Fundamental Factors Weighing on NZD

Oct 11, 2:57 pm
NZD_Inflation_New Zealand

New Zealand Dollar Under Pressure

The New Zealand Dollar continues to trade on a weak footing and has now moved to its lowest level since May as a combination of factors continue to exert downward pressure. The domestic economy is still experiencing patchy momentum as late-cycle challenges are appearing; indicators are showing a declining contribution from residential investment as well as a moderation in credit growth. This dynamic, alongside subdued inflationary pressure, is likely going to see the RBNZ refrain from joining the hawkish tide in G10 central banks. The divergence between the policy and outlook of the RBNZ and other central banks is weighing on New Zealand’s yield advantage which is especially damaging at the moment given that the flow backdrop has shifted and the country’s terms of trade, which is near record highs, is set to moderate. Another important aspect to highlight in the current environment is that New Zealand’s broad basic balance of payments has moved back into deficit after being in surplus over H2 2016, over which period the New Zealand Dollar outperformed.

Political Uncertainty Weighing

Continued political uncertainty is also putting pressure on NZD. While this theme isn’t likely to persist as a driver as investors are expecting to receive clarity on the political situation this week.
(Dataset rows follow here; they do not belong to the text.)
use crate::{IndexMap, LaError, Real};
use nalgebra::{DMatrix, DMatrixView, Scalar};
use nalgebra_sparse::pattern::SparsityPattern;
use nalgebra_sparse::CsrMatrix;
use serde::{Deserialize, Serialize};

/// How values written to a matrix are combined with existing values.
#[derive(Debug, Clone, Copy, PartialEq, Eq, Hash, Serialize, Deserialize)]
pub enum InsertMode {
    Add,
    Insert,
}

/// Insertion of dense blocks of values into a matrix-like object.
///
/// Indices are *local* indices of the object. The blocked variant takes block indices that are
/// expanded with [`block_sizes`](Self::block_sizes) before insertion.
pub trait MatrixInsert<T: Scalar> {
    /// Block sizes of the rows and the columns.
    fn block_sizes(&self) -> [usize; 2];

    fn set_values(
        &mut self,
        rows: &[usize],
        cols: &[usize],
        values: DMatrixView<T>,
        mode: InsertMode,
    ) -> Result<(), LaError>;

    fn set_values_blocked(
        &mut self,
        rows: &[usize],
        cols: &[usize],
        values: DMatrixView<T>,
        mode: InsertMode,
    ) -> Result<(), LaError> {
        let [bs0, bs1] = self.block_sizes();
        let rows = unroll(rows, bs0);
        let cols = unroll(cols, bs1);
        self.set_values(&rows, &cols, values, mode)
    }
}

/// Expands block indices into scalar indices.
pub fn unroll(block_indices: &[usize], block_size: usize) -> Vec<usize> {
    block_indices
        .iter()
        .flat_map(|&i| (0..block_size).map(move |c| i * block_size + c))
        .collect()
}

/// A sparse matrix distributed by rows.
///
/// The matrix stores the locally owned and ghost rows in local numbering. Column indices are local
/// indices of the column index map.
///
/// Values are written either with [`InsertMode::Add`] or [`InsertMode::Insert`]. Switching between the
/// two requires a [`flush`](Self::flush) in between.
#[derive(Debug, Clone)]
pub struct Matrix<T: Real> {
    row_map: IndexMap,
    col_map: IndexMap,
    block_sizes: [usize; 2],
    csr: CsrMatrix<T>,
    mode: Option<InsertMode>,
}

impl<T: Real> Matrix<T> {
    /// A zero matrix with the given pattern.
    ///
    /// The pattern is over unrolled local indices and must have dimensions matching the index maps
    /// and block sizes.
    pub fn from_pattern(
        row_map: IndexMap,
        col_map: IndexMap,
        block_sizes: [usize; 2],
        pattern: SparsityPattern,
    ) -> Result<Self, LaError> {
        let expected = (
            row_map.size_with_ghosts() * block_sizes[0],
            col_map.size_with_ghosts() * block_sizes[1],
        );
        let actual = (pattern.major_dim(), pattern.minor_dim());
        if expected != actual {
            return Err(LaError::DimensionMismatch { expected, actual });
        }
        let values = vec![T::zero(); pattern.nnz()];
        let csr = CsrMatrix::try_from_pattern_and_values(pattern, values)
            .expect("Internal error: number of values matches pattern");
        Ok(Self {
            row_map,
            col_map,
            block_sizes,
            csr,
            mode: None,
        })
    }

    pub fn row_map(&self) -> &IndexMap {
        &self.row_map
    }

    pub fn col_map(&self) -> &IndexMap {
        &self.col_map
    }

    pub fn nrows(&self) -> usize {
        self.csr.nrows()
    }

    pub fn ncols(&self) -> usize {
        self.csr.ncols()
    }

    pub fn nnz(&self) -> usize {
        self.csr.nnz()
    }

    pub fn csr(&self) -> &CsrMatrix<T> {
        &self.csr
    }

    pub fn pattern(&self) -> &SparsityPattern {
        self.csr.pattern()
    }

    /// The insert mode used since the last flush, if any values were written.
    pub fn insert_mode(&self) -> Option<InsertMode> {
        self.mode
    }

    /// Completes pending insertions, allowing the insert mode to change.
    pub fn flush(&mut self) {
        self.mode = None;
    }

    /// Sets all stored values to zero, keeping the pattern.
    pub fn zero_entries(&mut self) {
        self.csr.values_mut().fill(T::zero());
        self.mode = None;
    }

    /// Returns the value at the given local position, or `None` if the position is outside the pattern.
    pub fn get(&self, row: usize, col: usize) -> Option<T> {
        if row >= self.nrows() || col >= self.ncols() {
            return None;
        }
        let row = self.csr.row(row);
        let cols = row.col_indices();
        cols.binary_search(&col)
            .ok()
            .map(|idx| row.values()[idx])
    }

    pub fn to_dense(&self) -> DMatrix<T> {
        let mut dense = DMatrix::zeros(self.nrows(), self.ncols());
        for (i, j, v) in self.csr.triplet_iter() {
            dense[(i, j)] = *v;
        }
        dense
    }

    fn check_mode(&mut self, mode: InsertMode) -> Result<(), LaError> {
        match self.mode {
            Some(current) if current != mode => Err(LaError::MixedInsertModes {
                current,
                requested: mode,
            }),
            _ => {
                self.mode = Some(mode);
                Ok(())
            }
        }
    }
}

impl<T: Real> MatrixInsert<T> for Matrix<T> {
    fn block_sizes(&self) -> [usize; 2] {
        self.block_sizes
    }

    fn set_values(
        &mut self,
        rows: &[usize],
        cols: &[usize],
        values: DMatrixView<T>,
        mode: InsertMode,
    ) -> Result<(), LaError> {
        if values.shape() != (rows.len(), cols.len()) {
            return Err(LaError::DimensionMismatch {
                expected: (rows.len(), cols.len()),
                actual: values.shape(),
            });
        }
        self.check_mode(mode)?;

        let (nrows, ncols) = (self.nrows(), self.ncols());
        for (a, &i) in rows.iter().enumerate() {
            if i >= nrows {
                return Err(LaError::IndexOutOfBounds { index: i, len: nrows });
            }
            let mut csr_row = self.csr.row_mut(i);
            let (col_indices, row_values) = csr_row.cols_and_values_mut();
            for (b, &j) in cols.iter().enumerate() {
                if j >= ncols {
                    return Err(LaError::IndexOutOfBounds { index: j, len: ncols });
                }
                let idx = col_indices
                    .binary_search(&j)
                    .map_err(|_| LaError::EntryNotInPattern { row: i, col: j })?;
                let v = values[(a, b)];
                match mode {
                    InsertMode::Add => row_values[idx] += v,
                    InsertMode::Insert => row_values[idx] = v,
                }
            }
        }
        Ok(())
    }
}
However, the composition of the next government could have an impact on the growth outlook as well as market expectations for RBNZ policy and as such is being closely watched at the moment.

Given the current perception, and indeed, implications of some of the key election policies it appears that a shift in government away from the incumbent Nationals would result in a notable bearish NZD reaction. Similarly, although a government led by the Nationals will likely result in a relief rally, this should be seen as an opportunity to sell NZD at better levels as the current fundamental picture still points to further downside.

Election Anxiety

The final count of the 2017 general election revealed a two-seat swing against the incumbent National Party when compared against preliminary results. As the National Party holds 56 seats and the Labour/Green alliance holds 54 seats, it is feasible that either party could form a government with a comfortable majority with the help of NZ First who hold 9 seats.  In fact, given the current split, NZ First will have a considerable amount of bargaining power as it stands to be the party who effectively crown the government. Negotiations between the parties continue at this moment, but NZ First leader Winston Peters has indicated that a decision will be made by October 12th.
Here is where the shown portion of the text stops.